BSD Magazine for February 2012 is out, and the feature item is BSD Certification.
It’s like early spring here in the northeast US. Which would be fine if it was actually spring. I miss snow.
- An explanation of the classic UNIX hierarchy. (via thesjg on EFNet #dragonflybsd) I’m behind any explanation that uses the phrase “accretion disk” to describe an organization.
- Hipster BSD. If this doesn’t make sense to you, it’s based on this.
- Would you like to have DNSSEC upgrading explained to you?
- Hooray for Unicode! (via)
- What Commons Do We Wish For? I was, briefly, technically, an AOL employee after the Time Warner merger in 2000. I didn’t like the notion of working for a walled garden then, and I think that’s why Facebook and other companies irk me now. Anyway, read that article for a good explanation of why that feeling is important.
Your unrelated link of the week: Top Shelf 2.0. A small comics publisher that has put much of their comics online to read. Their stuff on paper is worth buying too, as I have been doing for a while now.
It’s on, again! Not that there was any doubt. I need to collect potential mentor names before DragonFly can be involved, so you can guess what I’ll say next…
Edward Berger found that using a LG/Hitachi DVD drive kept him from successfully booting a DragonFly install CD. Using other manufacturers worked out fine. What causes the problem? I don’t know, but it’s worth mentioning it out loud in case someone else gets bit by it.
There’s a NetBSD Hackathon going on February 10th through 12th, mostly online. I mention this because it may have some effect on pkgsrc, used by both NetBSD and DragonFly. Hackathons for pkgsrc usually happen separately, but no harm in keeping an eye out for any positive benefits.
I’ve reviewed Michael Lucas’s book here before, so when he offered a chance to read his newest, SSH Mastery, I jumped at the chance. Michael Lucas has published a number of technical books through No Starch Press, and started wondering out loud about self-publishing. This is, I think, his first self-published technical volume.
It’s a very straightforward book. The introduction opens with a promise not to waste space showing how to compile OpenSSH in text. Chapter 2 ends with the sentence, “Now that you understand how SSH encryption works, leave the encryption settings alone.” This stripping-down of the usual tech-book explanations gives it the immediacy of extended documentation on the Internet. Not the multipage how-to articles used as vehicles for advertising, but an in-depth presentation from someone who used OpenSSH to do a number of things, and paid attention while doing it.
It’s a fun read, and there’s a good chance it covers an aspect of SSH that you didn’t know. In my case, it’s the ability to attach a command to a public key used for login. It even covers complex-but-oh-so-useful VPN setups via SSH.
If you’re looking for philosophical reasons to buy it, how about the lack of DRM?

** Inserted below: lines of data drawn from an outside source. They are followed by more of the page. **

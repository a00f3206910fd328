//! Types for the state tracking module.

use std::fmt;
use std::str::FromStr;

use rusqlite::types::{FromSql, FromSqlError, FromSqlResult, ToSql, ToSqlOutput, ValueRef};
use serde::{Deserialize, Serialize};

use super::error::StoreError;

/// Processing state of a tracked object.
///
/// This is a labeling vocabulary, not an automaton: any state may replace any
/// other. Only the value domain is checked.
#[derive(
    Debug, Clone, Copy, PartialEq, Eq, Hash, Serialize, Deserialize, clap::ValueEnum,
)]
#[serde(rename_all = "lowercase")]
pub enum State {
    New,
    Seen,
    Missing,
    Running,
    Finished,
}

impl State {
    /// Every state, in declaration order.
    pub const ALL: [State; 5] = [
        State::New,
        State::Seen,
        State::Missing,
        State::Running,
        State::Finished,
    ];

    /// Convert to the string stored in the database.
    pub fn as_str(&self) -> &'static str {
        match self {
            Self::New => "new",
            Self::Seen => "seen",
            Self::Missing => "missing",
            Self::Running => "running",
            Self::Finished => "finished",
        }
    }
}

impl fmt::Display for State {
    fn fmt(&self, f: &mut fmt::Formatter<'_>) -> fmt::Result {
        f.write_str(self.as_str())
    }
}

impl FromStr for State {
    type Err = StoreError;

    fn from_str(s: &str) -> Result<Self, Self::Err> {
        match s {
            "new" => Ok(Self::New),
            "seen" => Ok(Self::Seen),
            "missing" => Ok(Self::Missing),
            "running" => Ok(Self::Running),
            "finished" => Ok(Self::Finished),
            other => Err(StoreError::InvalidState(other.to_string())),
        }
    }
}

impl ToSql for State {
    fn to_sql(&self) -> rusqlite::Result<ToSqlOutput<'_>> {
        Ok(ToSqlOutput::from(self.as_str()))
    }
}

impl FromSql for State {
    fn column_result(value: ValueRef<'_>) -> FromSqlResult<Self> {
        let s = value.as_str()?;
        s.parse().map_err(|e| FromSqlError::Other(Box::new(e)))
    }
}

/// A record of an object's state in the database.
#[derive(Debug, Clone, PartialEq, Eq, Serialize, Deserialize)]
pub struct MetadataRecord {
    /// Store-assigned row id. Not meaningful outside the store.
    pub id: i64,
    /// Namespace the key lives in (e.g. a storage bucket name).
    pub bucket: String,
    /// Object identifier, unique within its bucket.
    pub key: String,
    /// Current processing state.
    pub state: State,
}

impl MetadataRecord {
    /// Map a `SELECT id, bucket, key, state` row.
    pub(crate) fn from_row(row: &rusqlite::Row<'_>) -> rusqlite::Result<Self> {
        Ok(Self {
            id: row.get(0)?,
            bucket: row.get(1)?,
            key: row.get(2)?,
            state: row.get(3)?,
        })
    }
}
//! grz-watchdog-state: command-line access to the grz-watchdog state store.
//!
//! Reads and writes the processing state of (bucket, key) objects in the same
//! SQLite database the watchdog uses.

#![warn(clippy::all)]

mod cli;
mod config;
mod types;

use anyhow::Context;
use clap::Parser;
use tracing_subscriber::EnvFilter;

use grz_watchdog_state::{MetadataStore, SqliteMetadataStore};

use cli::Command;
use config::Config;

fn open_store(config: &Config) -> anyhow::Result<SqliteMetadataStore> {
    SqliteMetadataStore::open_with_options(&config.db_path, &config.store_options)
        .with_context(|| format!("Failed to open state database {}", config.db_path.display()))
}

/// Run the get command.
fn run_get(store: &dyn MetadataStore, args: cli::ObjectArgs) -> anyhow::Result<()> {
    let state = store
        .get_state(&args.bucket, &args.key)
        .with_context(|| format!("Failed to read {}/{}", args.bucket, args.key))?;
    match state {
        Some(state) => println!("{}", state),
        None => println!("absent"),
    }
    Ok(())
}

/// Run the set command.
fn run_set(store: &dyn MetadataStore, args: cli::SetArgs) -> anyhow::Result<()> {
    store
        .update_state(&args.object.bucket, &args.object.key, args.state)
        .with_context(|| {
            format!(
                "Failed to set {}/{} to {}",
                args.object.bucket, args.object.key, args.state
            )
        })?;
    tracing::info!(
        bucket = %args.object.bucket,
        key = %args.object.key,
        state = %args.state,
        "State recorded"
    );
    Ok(())
}

/// Run the list command.
fn run_list(store: &dyn MetadataStore, args: cli::ListArgs) -> anyhow::Result<()> {
    let records = store
        .records(&args.bucket)
        .with_context(|| format!("Failed to list {}", args.bucket))?;

    if args.json {
        println!("{}", serde_json::to_string_pretty(&records)?);
        return Ok(());
    }

    for record in &records {
        println!("{}\t{}", record.key, record.state);
    }
    Ok(())
}

fn main() -> anyhow::Result<()> {
    let cli = cli::Cli::parse();

    tracing_subscriber::fmt()
        .with_writer(std::io::stderr)
        .with_env_filter(
            EnvFilter::try_from_default_env()
                .unwrap_or_else(|_| EnvFilter::new(cli.log_level.as_filter())),
        )
        .init();

    let config = Config::from_cli(&cli);
    tracing::debug!(?config, "Resolved configuration");

    let store = open_store(&config)?;

    match cli.command {
        Command::Get(args) => run_get(&store, args),
        Command::Set(args) => run_set(&store, args),
        Command::List(args) => run_list(&store, args),
    }
}
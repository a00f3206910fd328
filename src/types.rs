#[derive(Debug, Clone, Copy, PartialEq, Eq, clap::ValueEnum)]
pub enum LogLevel {
    Debug,
    Info,
    Warn,
    Error,
}

impl LogLevel {
    /// Directive used when `RUST_LOG` is not set.
    pub fn as_filter(&self) -> &'static str {
        match self {
            LogLevel::Debug => "debug",
            LogLevel::Info => "info",
            LogLevel::Warn => "warn",
            LogLevel::Error => "error",
        }
    }
}
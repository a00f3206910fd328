//! Metadata store trait and SQLite implementation.

use std::path::{Path, PathBuf};
use std::sync::{Mutex, MutexGuard};
use std::time::Duration;

use rusqlite::{Connection, OptionalExtension, TransactionBehavior};

use super::error::StoreError;
use super::schema;
use super::types::{MetadataRecord, State};

/// Durable mapping from (bucket, key) to a current [`State`].
///
/// All methods block. Each call runs in its own transaction, which is
/// committed before returning or rolled back on failure. This trait is
/// object-safe, so it can be shared as `Arc<dyn MetadataStore>`.
pub trait MetadataStore: Send + Sync {
    /// Look up the state of a single object.
    ///
    /// Returns `Ok(None)` for objects that were never recorded.
    fn get_state(&self, bucket: &str, key: &str) -> Result<Option<State>, StoreError>;

    /// Record `state` for an object, inserting it on first sight.
    ///
    /// Any state may replace any other; no transition rules are applied.
    fn update_state(&self, bucket: &str, key: &str, state: State) -> Result<(), StoreError>;

    /// All records in `bucket`, in insertion order.
    fn records(&self, bucket: &str) -> Result<Vec<MetadataRecord>, StoreError>;
}

/// SQLite `journal_mode` applied on open.
#[derive(Debug, Clone, Copy, PartialEq, Eq, Default, clap::ValueEnum)]
pub enum JournalMode {
    #[default]
    Wal,
    Delete,
}

impl JournalMode {
    fn pragma_value(self) -> &'static str {
        match self {
            Self::Wal => "WAL",
            Self::Delete => "DELETE",
        }
    }
}

/// SQLite `synchronous` level applied on open.
#[derive(Debug, Clone, Copy, PartialEq, Eq, Default, clap::ValueEnum)]
pub enum SyncMode {
    #[default]
    Normal,
    Full,
}

impl SyncMode {
    fn pragma_value(self) -> &'static str {
        match self {
            Self::Normal => "NORMAL",
            Self::Full => "FULL",
        }
    }
}

/// Connection settings for [`SqliteMetadataStore`].
#[derive(Debug, Clone)]
pub struct StoreOptions {
    pub journal_mode: JournalMode,
    pub sync_mode: SyncMode,
    /// How long SQLite waits on another connection's lock before failing.
    pub busy_timeout: Duration,
}

impl Default for StoreOptions {
    fn default() -> Self {
        Self {
            journal_mode: JournalMode::Wal,
            sync_mode: SyncMode::Normal,
            busy_timeout: Duration::from_secs(5),
        }
    }
}

/// SQLite implementation of the metadata store.
pub struct SqliteMetadataStore {
    /// Wrapped in Mutex because rusqlite::Connection is not Sync.
    conn: Mutex<Connection>,
    /// Path to the database file (for error messages).
    path: PathBuf,
}

impl std::fmt::Debug for SqliteMetadataStore {
    fn fmt(&self, f: &mut std::fmt::Formatter<'_>) -> std::fmt::Result {
        f.debug_struct("SqliteMetadataStore")
            .field("path", &self.path)
            .finish_non_exhaustive()
    }
}

impl SqliteMetadataStore {
    /// Open or create a store at the given path with default options.
    ///
    /// Missing parent directories are created.
    pub fn open(path: &Path) -> Result<Self, StoreError> {
        Self::open_with_options(path, &StoreOptions::default())
    }

    /// Open or create a store at the given path.
    pub fn open_with_options(path: &Path, options: &StoreOptions) -> Result<Self, StoreError> {
        ensure_parent_dir(path)?;

        let mut conn = Connection::open(path).map_err(|e| StoreError::Open {
            path: path.to_path_buf(),
            source: e,
        })?;
        apply_pragmas(&conn, options)?;
        schema::migrate(&mut conn)?;

        tracing::debug!(path = %path.display(), "Opened metadata store");

        Ok(Self {
            conn: Mutex::new(conn),
            path: path.to_path_buf(),
        })
    }

    /// Open a private in-memory store.
    pub fn open_in_memory() -> Result<Self, StoreError> {
        let mut conn = Connection::open_in_memory().map_err(|e| StoreError::Open {
            path: PathBuf::from(":memory:"),
            source: e,
        })?;
        schema::migrate(&mut conn)?;
        Ok(Self {
            conn: Mutex::new(conn),
            path: PathBuf::from(":memory:"),
        })
    }

    /// Get the path to the database file.
    pub fn path(&self) -> &Path {
        &self.path
    }

    fn lock(&self) -> Result<MutexGuard<'_, Connection>, StoreError> {
        self.conn.lock().map_err(|_| StoreError::Poisoned)
    }
}

impl MetadataStore for SqliteMetadataStore {
    fn get_state(&self, bucket: &str, key: &str) -> Result<Option<State>, StoreError> {
        tracing::debug!(bucket, key, "Getting state");

        let mut conn = self.lock()?;
        let tx = conn.transaction().map_err(StoreError::Read)?;

        // Lowest id wins should a pre-migration duplicate ever surface.
        let state = tx
            .prepare_cached(
                "SELECT state FROM metadatarecord WHERE bucket = ?1 AND key = ?2 ORDER BY id LIMIT 1",
            )
            .and_then(|mut stmt| {
                stmt.query_row([bucket, key], |row| row.get::<_, State>(0))
                    .optional()
            })
            .map_err(StoreError::Read)?;

        tx.commit().map_err(StoreError::Read)?;
        Ok(state)
    }

    fn update_state(&self, bucket: &str, key: &str, state: State) -> Result<(), StoreError> {
        tracing::debug!(bucket, key, %state, "Updating state");

        let mut conn = self.lock()?;
        // IMMEDIATE takes the write lock up front so concurrent writers queue
        // on the busy timeout instead of failing mid-transaction.
        let tx = conn
            .transaction_with_behavior(TransactionBehavior::Immediate)
            .map_err(StoreError::Write)?;

        tx.prepare_cached(
            r#"
            INSERT INTO metadatarecord (bucket, key, state)
            VALUES (?1, ?2, ?3)
            ON CONFLICT(bucket, key) DO UPDATE SET state = excluded.state
            "#,
        )
        .and_then(|mut stmt| stmt.execute(rusqlite::params![bucket, key, state]))
        .map_err(StoreError::Write)?;

        tx.commit().map_err(StoreError::Write)?;
        Ok(())
    }

    fn records(&self, bucket: &str) -> Result<Vec<MetadataRecord>, StoreError> {
        tracing::debug!(bucket, "Getting records");

        let mut conn = self.lock()?;
        let tx = conn.transaction().map_err(StoreError::Read)?;

        let mut stmt = tx
            .prepare_cached(
                "SELECT id, bucket, key, state FROM metadatarecord WHERE bucket = ?1 ORDER BY id",
            )
            .map_err(StoreError::Read)?;
        let records = stmt
            .query_map([bucket], MetadataRecord::from_row)
            .map_err(StoreError::Read)?
            .collect::<Result<Vec<_>, _>>()
            .map_err(StoreError::Read)?;
        drop(stmt);

        tx.commit().map_err(StoreError::Read)?;
        Ok(records)
    }
}

/// Create the directory that will hold the database file.
fn ensure_parent_dir(path: &Path) -> Result<(), StoreError> {
    match path.parent() {
        Some(parent) if !parent.as_os_str().is_empty() => {
            std::fs::create_dir_all(parent).map_err(|e| StoreError::CreateDir {
                path: parent.to_path_buf(),
                source: e,
            })
        }
        _ => Ok(()),
    }
}

/// Apply connection pragmas. A file that is not an SQLite database fails here.
fn apply_pragmas(conn: &Connection, options: &StoreOptions) -> Result<(), StoreError> {
    conn.busy_timeout(options.busy_timeout)
        .map_err(StoreError::Schema)?;

    // journal_mode reports the resulting mode as a row
    conn.pragma_update_and_check(
        None,
        "journal_mode",
        options.journal_mode.pragma_value(),
        |row| row.get::<_, String>(0),
    )
    .map_err(StoreError::Schema)?;

    conn.pragma_update(None, "synchronous", options.sync_mode.pragma_value())
        .map_err(StoreError::Schema)?;
    Ok(())
}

The physical version is not available yet, but the electronic version is available at Amazon (Kindle), Barnes & Noble (Nook), or from Smashwords (every other format ever, including .txt). The Smashwords variety of formats means that you’ll be able to read it on your phone, one way or another; I’d like to see more books that way in the future.
There’s a single day between BSDCan and PGCon, May 13th. That day will be the 2012 Joint Documentation Summit. People from BSD projects and Postgres will get together to discuss documentation tools, projects, and so on. If you are going to either convention, I’d recommend visiting this too. This sort of cross-project pollination leads to good things.
ISDN support has been removed from DragonFly. It was not useful at this point, because it’s rarely used any more. It does make me feel a little sad; this was the technology everyone said was the future before cable modems and DSL were figured out.
I’m posting this because it will save someone (possibly me) an hour of aggravation someday. If you are updating Samba from version 3.0 or 3.3 to a later version, it’ll take your existing config but possibly silently break on user authentication.